Input: Begin
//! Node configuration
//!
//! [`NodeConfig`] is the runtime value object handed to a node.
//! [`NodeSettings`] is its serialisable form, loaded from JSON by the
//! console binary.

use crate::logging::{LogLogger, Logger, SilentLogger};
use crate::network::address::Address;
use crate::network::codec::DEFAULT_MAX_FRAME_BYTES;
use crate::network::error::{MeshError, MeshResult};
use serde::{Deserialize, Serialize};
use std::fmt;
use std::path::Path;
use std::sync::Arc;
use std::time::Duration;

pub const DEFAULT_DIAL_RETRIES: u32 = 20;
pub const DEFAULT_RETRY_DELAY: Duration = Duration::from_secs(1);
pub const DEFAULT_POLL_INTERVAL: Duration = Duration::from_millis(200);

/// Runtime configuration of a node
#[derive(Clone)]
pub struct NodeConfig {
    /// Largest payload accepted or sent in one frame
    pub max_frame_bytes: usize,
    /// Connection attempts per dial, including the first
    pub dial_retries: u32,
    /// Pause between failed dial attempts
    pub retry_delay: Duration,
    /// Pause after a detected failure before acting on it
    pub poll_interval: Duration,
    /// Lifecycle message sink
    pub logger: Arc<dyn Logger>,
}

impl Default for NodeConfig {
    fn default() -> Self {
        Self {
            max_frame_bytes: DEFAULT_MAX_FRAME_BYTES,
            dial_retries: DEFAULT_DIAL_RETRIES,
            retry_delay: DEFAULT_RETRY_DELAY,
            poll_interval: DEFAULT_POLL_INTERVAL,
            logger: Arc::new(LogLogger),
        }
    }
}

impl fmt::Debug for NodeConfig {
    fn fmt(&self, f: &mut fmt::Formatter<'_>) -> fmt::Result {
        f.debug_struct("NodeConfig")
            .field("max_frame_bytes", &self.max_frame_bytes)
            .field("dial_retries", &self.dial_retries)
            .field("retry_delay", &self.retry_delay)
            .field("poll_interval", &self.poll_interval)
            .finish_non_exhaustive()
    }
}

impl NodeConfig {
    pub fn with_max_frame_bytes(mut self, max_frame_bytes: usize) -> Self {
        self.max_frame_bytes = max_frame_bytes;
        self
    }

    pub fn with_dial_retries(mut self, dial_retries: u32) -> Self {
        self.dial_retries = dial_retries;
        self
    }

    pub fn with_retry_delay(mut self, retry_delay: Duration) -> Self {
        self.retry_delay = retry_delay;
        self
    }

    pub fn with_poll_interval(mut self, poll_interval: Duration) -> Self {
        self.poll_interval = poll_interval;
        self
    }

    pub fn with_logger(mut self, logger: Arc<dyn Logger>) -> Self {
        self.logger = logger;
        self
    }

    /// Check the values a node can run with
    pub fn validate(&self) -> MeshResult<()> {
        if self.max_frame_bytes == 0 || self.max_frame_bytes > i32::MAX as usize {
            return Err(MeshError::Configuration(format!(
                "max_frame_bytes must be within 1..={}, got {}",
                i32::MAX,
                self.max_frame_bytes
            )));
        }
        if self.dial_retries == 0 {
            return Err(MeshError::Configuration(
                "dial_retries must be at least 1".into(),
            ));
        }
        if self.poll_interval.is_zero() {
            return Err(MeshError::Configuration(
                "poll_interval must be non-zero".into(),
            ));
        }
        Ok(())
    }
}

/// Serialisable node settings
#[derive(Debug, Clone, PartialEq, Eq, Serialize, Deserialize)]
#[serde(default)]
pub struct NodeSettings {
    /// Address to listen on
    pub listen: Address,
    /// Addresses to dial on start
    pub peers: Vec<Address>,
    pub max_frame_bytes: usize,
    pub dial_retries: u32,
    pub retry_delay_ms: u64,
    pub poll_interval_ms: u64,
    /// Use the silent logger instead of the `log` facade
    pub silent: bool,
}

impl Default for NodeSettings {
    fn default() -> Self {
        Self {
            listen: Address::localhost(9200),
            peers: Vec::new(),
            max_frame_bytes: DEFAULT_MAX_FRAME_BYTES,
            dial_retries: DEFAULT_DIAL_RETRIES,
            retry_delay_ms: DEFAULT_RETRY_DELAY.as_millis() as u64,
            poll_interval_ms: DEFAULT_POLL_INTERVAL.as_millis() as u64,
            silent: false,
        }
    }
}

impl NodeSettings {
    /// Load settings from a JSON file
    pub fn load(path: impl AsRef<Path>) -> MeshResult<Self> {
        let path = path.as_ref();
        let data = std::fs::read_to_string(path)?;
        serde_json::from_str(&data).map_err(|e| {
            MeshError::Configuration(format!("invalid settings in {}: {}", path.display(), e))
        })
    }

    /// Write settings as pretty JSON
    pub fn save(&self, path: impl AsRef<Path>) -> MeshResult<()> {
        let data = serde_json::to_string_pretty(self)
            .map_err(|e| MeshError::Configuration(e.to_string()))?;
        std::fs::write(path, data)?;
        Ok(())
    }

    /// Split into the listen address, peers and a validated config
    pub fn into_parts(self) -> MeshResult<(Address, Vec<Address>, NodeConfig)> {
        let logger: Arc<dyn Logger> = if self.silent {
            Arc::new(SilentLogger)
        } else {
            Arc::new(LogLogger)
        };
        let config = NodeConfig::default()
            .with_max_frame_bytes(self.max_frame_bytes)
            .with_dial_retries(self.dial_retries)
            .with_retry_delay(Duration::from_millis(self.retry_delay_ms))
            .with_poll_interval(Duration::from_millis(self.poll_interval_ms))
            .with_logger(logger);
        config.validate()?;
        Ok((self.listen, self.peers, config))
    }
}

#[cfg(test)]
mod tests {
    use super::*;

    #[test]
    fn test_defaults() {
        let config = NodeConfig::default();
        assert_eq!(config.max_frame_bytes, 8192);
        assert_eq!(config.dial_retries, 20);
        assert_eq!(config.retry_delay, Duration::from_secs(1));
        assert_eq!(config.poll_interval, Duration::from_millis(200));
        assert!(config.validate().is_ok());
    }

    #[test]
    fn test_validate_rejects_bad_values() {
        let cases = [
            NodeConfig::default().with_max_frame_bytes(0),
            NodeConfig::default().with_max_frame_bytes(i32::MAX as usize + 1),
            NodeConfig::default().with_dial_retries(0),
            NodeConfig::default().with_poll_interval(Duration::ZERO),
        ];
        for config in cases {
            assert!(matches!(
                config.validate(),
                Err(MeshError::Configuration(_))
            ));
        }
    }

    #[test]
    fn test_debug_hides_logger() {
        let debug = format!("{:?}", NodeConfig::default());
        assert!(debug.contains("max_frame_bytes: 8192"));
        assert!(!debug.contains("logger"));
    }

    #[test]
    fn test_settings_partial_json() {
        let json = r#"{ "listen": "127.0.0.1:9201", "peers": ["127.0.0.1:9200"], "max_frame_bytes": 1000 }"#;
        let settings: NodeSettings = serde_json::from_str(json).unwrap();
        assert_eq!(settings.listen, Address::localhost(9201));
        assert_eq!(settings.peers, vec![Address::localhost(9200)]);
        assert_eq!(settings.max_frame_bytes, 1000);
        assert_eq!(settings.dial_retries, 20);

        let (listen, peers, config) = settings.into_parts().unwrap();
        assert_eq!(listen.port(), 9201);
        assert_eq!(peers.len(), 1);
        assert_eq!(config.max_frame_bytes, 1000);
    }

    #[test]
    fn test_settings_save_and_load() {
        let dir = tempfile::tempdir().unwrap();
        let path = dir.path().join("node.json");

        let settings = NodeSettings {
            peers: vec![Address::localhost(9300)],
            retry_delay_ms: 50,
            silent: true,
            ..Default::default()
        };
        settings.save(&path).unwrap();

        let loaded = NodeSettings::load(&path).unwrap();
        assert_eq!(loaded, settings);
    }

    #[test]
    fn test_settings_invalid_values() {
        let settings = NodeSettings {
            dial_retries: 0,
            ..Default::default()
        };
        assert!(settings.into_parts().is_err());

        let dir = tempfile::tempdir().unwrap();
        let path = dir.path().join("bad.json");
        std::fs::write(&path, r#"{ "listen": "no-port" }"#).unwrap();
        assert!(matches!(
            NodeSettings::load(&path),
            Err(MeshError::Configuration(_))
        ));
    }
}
Input: End
What is being asked: All lines in the listing above from the line containing "can run with" to the line containing "must be within", inclusive, should be retyped exactly; no other lines should appear.

Task answer:
    /// Check the values a node can run with
    pub fn validate(&self) -> MeshResult<()> {
        if self.max_frame_bytes == 0 || self.max_frame_bytes > i32::MAX as usize {
            return Err(MeshError::Configuration(format!(
                "max_frame_bytes must be within 1..={}, got {}",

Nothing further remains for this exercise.